Corps, Amour et Anarchie dans l’univers de la poésie de Léo Ferré

Auteur: 
Simon RD

Chronique de Simon RD

 

(Sherbrooke)- Corps, Amour et Anarchie dans l’univers de la poésie de Léo Ferré. Le 21 mars dernier au Centre culturel de l’Université de Sherbrooke, les chorégraphes Hélène Blackburn, Emmanuel Jouthe, Anne Plamondon, David Rancourt et Pierre-Paul Savoie nous ont fait voyager à travers l’œuvre touchante du musicien et poète de Monaco.  

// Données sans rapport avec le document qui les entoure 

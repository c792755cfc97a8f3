//! Functions: collections of computations with buffers, tags and the
//! global schedule.
//!
//! The function exclusively owns its computations and buffers; every
//! cross-computation invariant (unique names, rank alignment, peer
//! ordering) is enforced here. Scheduling operations are addressed by
//! [`CompId`] handles.

use crate::codegen::ast::{AstExpr, AstNode};
use crate::codegen::build::AstBuild;
use crate::error::{Error, Result};
use crate::ir::buffer::Buffer;
use crate::ir::computation::{CompId, Computation, LET_STMT_PREFIX, ROOT_DIMENSION};
use crate::ir::constant::Constant;
use crate::ir::types::ExternArgumentKind;
use crate::polyhedral::map::Map;
use crate::polyhedral::set::Set;
use crate::polyhedral::union::{UnionMap, UnionSet};
use crate::schedule;
use std::collections::HashMap;

/// GPU iterator name for the first tagged dimension.
pub const GPU_THREAD_X: &str = "__thread_id_x";
/// GPU iterator name for the second tagged dimension.
pub const GPU_THREAD_Y: &str = "__thread_id_y";

/// Per-function configuration.
#[derive(Debug, Clone, Copy, Default)]
pub struct Config {
    /// Automatically map computation results to buffers of the same name.
    pub auto_data_mapping: bool,
}

/// A function under scheduling.
#[derive(Debug)]
pub struct Function {
    name: String,
    body: Vec<Computation>,
    invariants: Vec<Constant>,
    buffers: HashMap<String, Buffer>,
    arguments: Vec<String>,
    context: Option<Set>,
    parallel_dims: HashMap<String, usize>,
    vector_dims: HashMap<String, usize>,
    gpu_dims: HashMap<String, (usize, usize)>,
    ast: Option<AstNode>,
    /// Counter behind generated dimension names (`c0`, `c1`, ...).
    name_counter: u64,
    /// Configuration record.
    pub config: Config,
}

Une vingtaine de pièces inspirées de l’œuvre de Léo Ferré ont été offertes au public. Les spectateurs ne sont certainement pas prêts de l’oublier. En effet, ce fut une soirée mémorable et un spectacle rempli d’émotions tendres et bouleversantes à la fois. Si l’idée de faire une performance avec les œuvres du musicien et interprète était audacieuse, je dois avouer fortement que le tout a été livré avec succès et a rendu incontestablement honneur à Ferré ainsi qu’à sa création!

 

Ce qui rendait la chorégraphie si magique était cette gestualité si expressive et architecturale, des danseurs incorporés au rythme musical et verbal des interprètes, qui, disons-le, ont chanté les œuvres de Léo Ferré d’une manière si réussite et honnête que j’en fus complètement ébahi. D’ailleurs, les interprètes n’ont pas seulement chanté, mais ont aussi participé quelques fois à la danse, ce qui les ont immergés davantage dans l’univers spirituel de cette prestation. Non mais, quelle réussite! Rare sont les fois où j’ai assisté à un spectacle de danse qui était accompagné de musiciens et de chanteurs en live. Force est d’admettre que cela y ajoute considérablement un charme époustouflant. Il ne faut pas omettre de souligner le travail remarquable du groupe au complet pour l’exécution concernant la coordination de la musique, de la chanson et des mouvements de danses qui se sont harmonisés avec le rythme de la poésie de Ferré, une composition qui formait quelque chose de très homogène et élégant.

 

« Avec le temps, avec le temps va tout s’en va… » Mais quelle pièce! En fait, ce moment a été de loin le segment où j’ai été le plus transporté. Quand la chanson a fini, je me suis réveillé, mais je ne dormais pas. Les paroles, la danse et les effets visuels présents tout au long m’ont transporté pendant un moment, à quelque part ou j’étais bien et où j’appréciais le moment, « et c’est très bien comme ça ». En fait, les décors et images présentés dans toutes les scènes nous faisaient sentir ailleurs, mais présent dans l’œuvre à la fois.

 

La troupe de PPSDanse a été remerciée avec une remarquable ovation de la part du public. Avec un spectacle enivrant de la sorte, l’audience, j’en suis convaincu, en est sortie avec le cœur gros et l’esprit plus libre.